Nur einer, ein großer, schlankgewachsener Mann, der mit seinem mageren, glattrasierten Gesicht wie ein Yankee aussah, kam auf mich zu und leuchtete mir mit der Laterne ins Gesicht.
»Hallo, Jack,« sagte er auf Englisch, »wohin des Wegs?«
»Nach dem Gran Chaco.«
»Das habe ich mir schon allein gedacht,« fuhr der andere fort. »Verdammt will ich sein, wenn ich wüßte, was ihr Kerle nur immer dort oben sucht! Goldminen? Was? – Na, meinetwegen kannst du ja mit uns fahren, und der Zugführer wird auch ein Auge zudrücken, wenn du ihm einen Peso schenkst. In einer Stunde fahren wir fort.«
Der Zugführer sagte sogar noch »muchas gracias!«, als ich ihm den Peso gab, und so konnte ich ungestört in meinem Güterwagen den Schlaf des Gerechten schlafen, während der Zug nordwärts rumpelte.

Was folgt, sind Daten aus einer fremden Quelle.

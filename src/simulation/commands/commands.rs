use crate::domain::materials::MaterialProfile;
use crate::domain::shapes::ShapeSpec;
use crate::domain::units::SpawnCoord;
use crate::systems::registry::BodyId;

use super::WorldCore;

pub(super) fn resize(world: &mut WorldCore, width: f32, height: f32) {
    // A hidden container measures zero; walls with zero extent would be the
    // degenerate-collider case, so the measurement is simply ignored.
    if width <= 0.0 || height <= 0.0 {
        return;
    }

    world.container_width = width;
    world.container_height = height;
    world.physics.rebuild_boundaries(width, height);

    if !world.ready {
        world.ready = true;
        // Registrations queued before the first measurement resolve against
        // it now, as if they had attached a frame later.
        world.registry.resolve_pending(width, height);
    }
}

pub(super) fn register_body(
    world: &mut WorldCore,
    x: SpawnCoord,
    y: SpawnCoord,
    shape: ShapeSpec,
    material: MaterialProfile,
) -> BodyId {
    // Spawn coordinates are pinned to the container size of this moment;
    // later resizes never move an already-requested body.
    let (x, y) = if world.ready {
        (
            SpawnCoord::Px(x.resolve(world.container_width)),
            SpawnCoord::Px(y.resolve(world.container_height)),
        )
    } else {
        (x, y)
    };

    world.registry.queue_register(x, y, shape, material)
}

pub(super) fn unregister_body(world: &mut WorldCore, id: BodyId) {
    world.registry.queue_unregister(id);
}

pub(super) fn teardown(world: &mut WorldCore) {
    for handle in world.registry.clear() {
        world.physics.remove_body(handle);
    }
    world.physics.clear();
    world.sync.reset();
    world.ready = false;
    world.container_width = 0.0;
    world.container_height = 0.0;
}
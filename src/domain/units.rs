//! Spawn coordinates - absolute pixels or percent-of-container.
//!
//! Percent coordinates are resolved exactly once, against the container size
//! at attach time. They are never re-resolved on resize; a body spawned at
//! "50%" keeps its absolute pixel position if the container grows later.

use serde::Deserialize;

/// One spawn coordinate along a single axis.
#[derive(Clone, Copy, Debug, PartialEq)]
pub enum SpawnCoord {
    /// Absolute pixel offset from the container origin.
    Px(f32),
    /// Percentage of the container extent along this axis (0.0..=100.0).
    Percent(f32),
}

impl SpawnCoord {
    /// Parse host-supplied text: `"50%"` is a percentage, anything else is
    /// pixels. Malformed input degrades to 0 px rather than failing - a body
    /// at the origin beats no body at all.
    pub fn from_text(s: &str) -> Self {
        let s = s.trim();
        if let Some(pct) = s.strip_suffix('%') {
            SpawnCoord::Percent(pct.trim().parse().unwrap_or(0.0))
        } else {
            SpawnCoord::Px(s.parse().unwrap_or(0.0))
        }
    }

    /// Resolve against the container extent along this axis.
    pub fn resolve(self, max: f32) -> f32 {
        match self {
            SpawnCoord::Px(v) => v,
            SpawnCoord::Percent(p) => (p / 100.0) * max,
        }
    }
}

impl Default for SpawnCoord {
    fn default() -> Self {
        SpawnCoord::Px(0.0)
    }
}

// The wire format accepts either a bare number (pixels) or a string
// ("120", "50%"), matching what the host page passes through untouched.
impl<'de> Deserialize<'de> for SpawnCoord {
    fn deserialize<D>(deserializer: D) -> Result<Self, D::Error>
    where
        D: serde::Deserializer<'de>,
    {
        #[derive(Deserialize)]
        #[serde(untagged)]
        enum Raw {
            Num(f32),
            Text(String),
        }

        Ok(match Raw::deserialize(deserializer)? {
            Raw::Num(v) => SpawnCoord::Px(v),
            Raw::Text(s) => SpawnCoord::from_text(&s),
        })
    }
}
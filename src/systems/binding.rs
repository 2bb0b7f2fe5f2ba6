//! BodyBinding - ties one visual element's lifetime to one dynamic body.
//!
//! The binding never writes position; the world's sync pass is the only
//! writer. The host keeps the element hidden until `is_ready` reports true,
//! so it never flashes at the coordinate origin before its first transform.
//!
//! The world handle is passed explicitly to `attach`/`detach` - bindings do
//! not discover their world ambiently, and two worlds never share a table.

use serde::Deserialize;

use crate::domain::materials::MaterialProfile;
use crate::domain::shapes::{ShapeKind, ShapeSpec};
use crate::domain::units::SpawnCoord;
use crate::simulation::WorldCore;
use crate::systems::registry::BodyId;

/// Spawn request for one element, as the host page sends it.
///
/// `measured_width`/`measured_height` carry the element's rendered bounding
/// box; both are zero when the element (or an ancestor) was hidden at attach
/// time, and the fixed fallback size kicks in.
#[derive(Clone, Debug, Default, Deserialize)]
#[serde(default)]
pub struct BindingSpec {
    pub x: SpawnCoord,
    pub y: SpawnCoord,
    pub shape: ShapeKind,
    pub width: Option<f32>,
    pub height: Option<f32>,
    pub radius: Option<f32>,
    pub measured_width: f32,
    pub measured_height: f32,
    pub material: MaterialProfile,
}

impl BindingSpec {
    /// Run the size-resolution chain for this element.
    pub fn shape_spec(&self) -> ShapeSpec {
        ShapeSpec::resolve(
            self.shape,
            self.width,
            self.height,
            self.radius,
            self.measured_width,
            self.measured_height,
        )
    }
}

enum BindingState {
    Detached,
    Attached(BodyId),
}

pub struct BodyBinding {
    spec: BindingSpec,
    state: BindingState,
}

impl BodyBinding {
    pub fn new(spec: BindingSpec) -> Self {
        Self {
            spec,
            state: BindingState::Detached,
        }
    }

    /// Register this element's body. Attaching while already attached keeps
    /// the existing body and returns its id (remount guard - the world hands
    /// out a fresh body for every register call, so the guard lives here).
    pub fn attach(&mut self, world: &mut WorldCore) -> BodyId {
        if let BindingState::Attached(id) = self.state {
            return id;
        }
        let id = world.register_body(
            self.spec.x,
            self.spec.y,
            self.spec.shape_spec(),
            self.spec.material,
        );
        self.state = BindingState::Attached(id);
        id
    }

    /// Unregister. Unconditional and race-tolerant: safe before the queued
    /// registration was ever applied, safe twice, safe after world teardown.
    pub fn detach(&mut self, world: &mut WorldCore) {
        if let BindingState::Attached(id) = std::mem::replace(&mut self.state, BindingState::Detached)
        {
            world.unregister_body(id);
        }
    }

    pub fn body_id(&self) -> Option<BodyId> {
        match self.state {
            BindingState::Attached(id) => Some(id),
            BindingState::Detached => None,
        }
    }

    /// True once the sync pass has written this body's transform at least
    /// once - the host's cue to reveal the element.
    pub fn is_ready(&self, world: &WorldCore) -> bool {
        self.body_id().is_some_and(|id| world.body_ready(id))
    }
}
pub mod cell;
pub mod maze;

pub use cell::{remove_wall_pair, Cell};
pub use maze::Maze;

#[derive(Debug, Clone, Copy, PartialEq, Eq, Hash)]
pub enum Direction {
    North = 0,
    East = 1,
    South = 2,
    West = 3,
}

impl Direction {
    // N, E, S, W: neighbor lookup and random picks both follow this order
    pub const ALL: [Direction; 4] = [
        Direction::North,
        Direction::East,
        Direction::South,
        Direction::West,
    ];

    #[inline]
    pub fn opposite(self) -> Direction {
        match self {
            Direction::North => Direction::South,
            Direction::South => Direction::North,
            Direction::East => Direction::West,
            Direction::West => Direction::East,
        }
    }

    #[inline]
    pub fn index(self) -> usize {
        self as usize
    }
}

impl std::ops::Neg for Direction {
    type Output = Direction;

    fn neg(self) -> Self::Output {
        self.opposite()
    }
}

#[derive(Debug, Clone, Copy, PartialEq, Eq, Hash, Default)]
pub struct Position {
    pub row: usize,
    pub col: usize,
}

impl Position {
    pub const fn new(row: usize, col: usize) -> Self {
        Self { row, col }
    }

    // returns coords of neighbor, None when it would fall off a size x size grid
    pub fn step(self, direction: Direction, size: usize) -> Option<Position> {
        let (row, col) = match direction {
            Direction::North => (self.row.checked_sub(1)?, self.col),
            Direction::East => (self.row, self.col.checked_add(1)?),
            Direction::South => (self.row.checked_add(1)?, self.col),
            Direction::West => (self.row, self.col.checked_sub(1)?),
        };

        if row < size && col < size {
            Some(Position { row, col })
        } else {
            None
        }
    }
}

impl std::fmt::Display for Position {
    fn fmt(&self, f: &mut std::fmt::Formatter<'_>) -> std::fmt::Result {
        write!(f, "({}, {})", self.row, self.col)
    }
}
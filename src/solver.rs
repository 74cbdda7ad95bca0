//! Breadth-first pathfinding over a generated maze.

use std::collections::VecDeque;

use log::debug;

use crate::cursor::Cursor;
use crate::error::MazeError;
use crate::grids::{Direction, Maze, Position};

pub const PATH: u8 = 2;

// both ends included, None only on a maze that was never finished
pub fn shortest_path(
    maze: &Maze,
    from: Position,
    to: Position,
) -> Result<Option<Vec<Position>>, MazeError> {
    maze.cell(from)?;
    maze.cell(to)?;

    let size = maze.size();
    let index_of = |pos: Position| pos.row * size + pos.col;

    let mut came_from: Vec<Option<Position>> = vec![None; size * size];
    let mut seen = vec![false; size * size];
    let mut queue = VecDeque::new();

    seen[index_of(from)] = true;
    queue.push_back(from);

    while let Some(current) = queue.pop_front() {
        if current == to {
            break;
        }

        for dir in Direction::ALL.iter() {
            let mut cursor = Cursor::new(current);
            if !cursor.try_move(*dir, maze) {
                continue;
            }
            let next = cursor.position();
            if !seen[index_of(next)] {
                seen[index_of(next)] = true;
                came_from[index_of(next)] = Some(current);
                queue.push_back(next);
            }
        }
    }

    if !seen[index_of(to)] {
        debug!("no path from {} to {}", from, to);
        return Ok(None);
    }

    let mut path = vec![to];
    let mut current = to;
    while let Some(previous) = came_from[index_of(current)] {
        path.push(previous);
        current = previous;
    }
    path.reverse();

    debug!("path from {} to {} spans {} cells", from, to, path.len());
    Ok(Some(path))
}

pub fn path_grid(maze: &Maze, path: &[Position]) -> Vec<Vec<u8>> {
    let mut grid = maze.to_binary_grid();

    for pos in path.iter() {
        grid[pos.row * 2 + 1][pos.col * 2 + 1] = PATH;
    }
    for pair in path.windows(2) {
        let (a, b) = (pair[0], pair[1]);
        grid[a.row + b.row + 1][a.col + b.col + 1] = PATH;
    }

    grid
}
pub mod backtracker;

pub use backtracker::Backtracker;

use crate::grids::Position;

/// What a single generation step did to the maze.
#[derive(Debug, Clone, Copy, PartialEq, Eq)]
pub enum StepOutcome {
    Carved { from: Position, to: Position },
    Stalled,
    Finished,
}

#[derive(Debug, Clone, Copy, PartialEq, Eq, Default)]
pub struct GenerationStats {
    pub steps: usize,
    pub carves: usize,
    pub stalled: usize,
}

pub trait Generator {
    fn step(&mut self) -> StepOutcome;
    fn is_done(&self) -> bool;

    fn generate_maze(&mut self) {
        while !self.is_done() {
            self.step();
        }
    }
}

Als ich wieder aufwachte, schien der helle Tag durch die Ritzen des undichten Wagens. Draußen breitete sich eine liebliche Landschaft. Blauer Himmel über goldgelben Maisfeldern und in der Ferne blaue Hügel, die sich in dem Dunstschleier des frühen Tages verloren. Da und dort schaute zwischen dunklen Baumgruppen ein weißes Farmhaus hervor, in dessen Fenstern sich die aufgehende Sonne spiegelte. Zuweilen führte die Bahnlinie über ein träge dahinfließendes, von stattlichen Mombubäumen umsäumtes Flüßchen, oder über eine schilfige Cañada, in der der vorüberbrausende Zug die Flamingos aufscheuchte.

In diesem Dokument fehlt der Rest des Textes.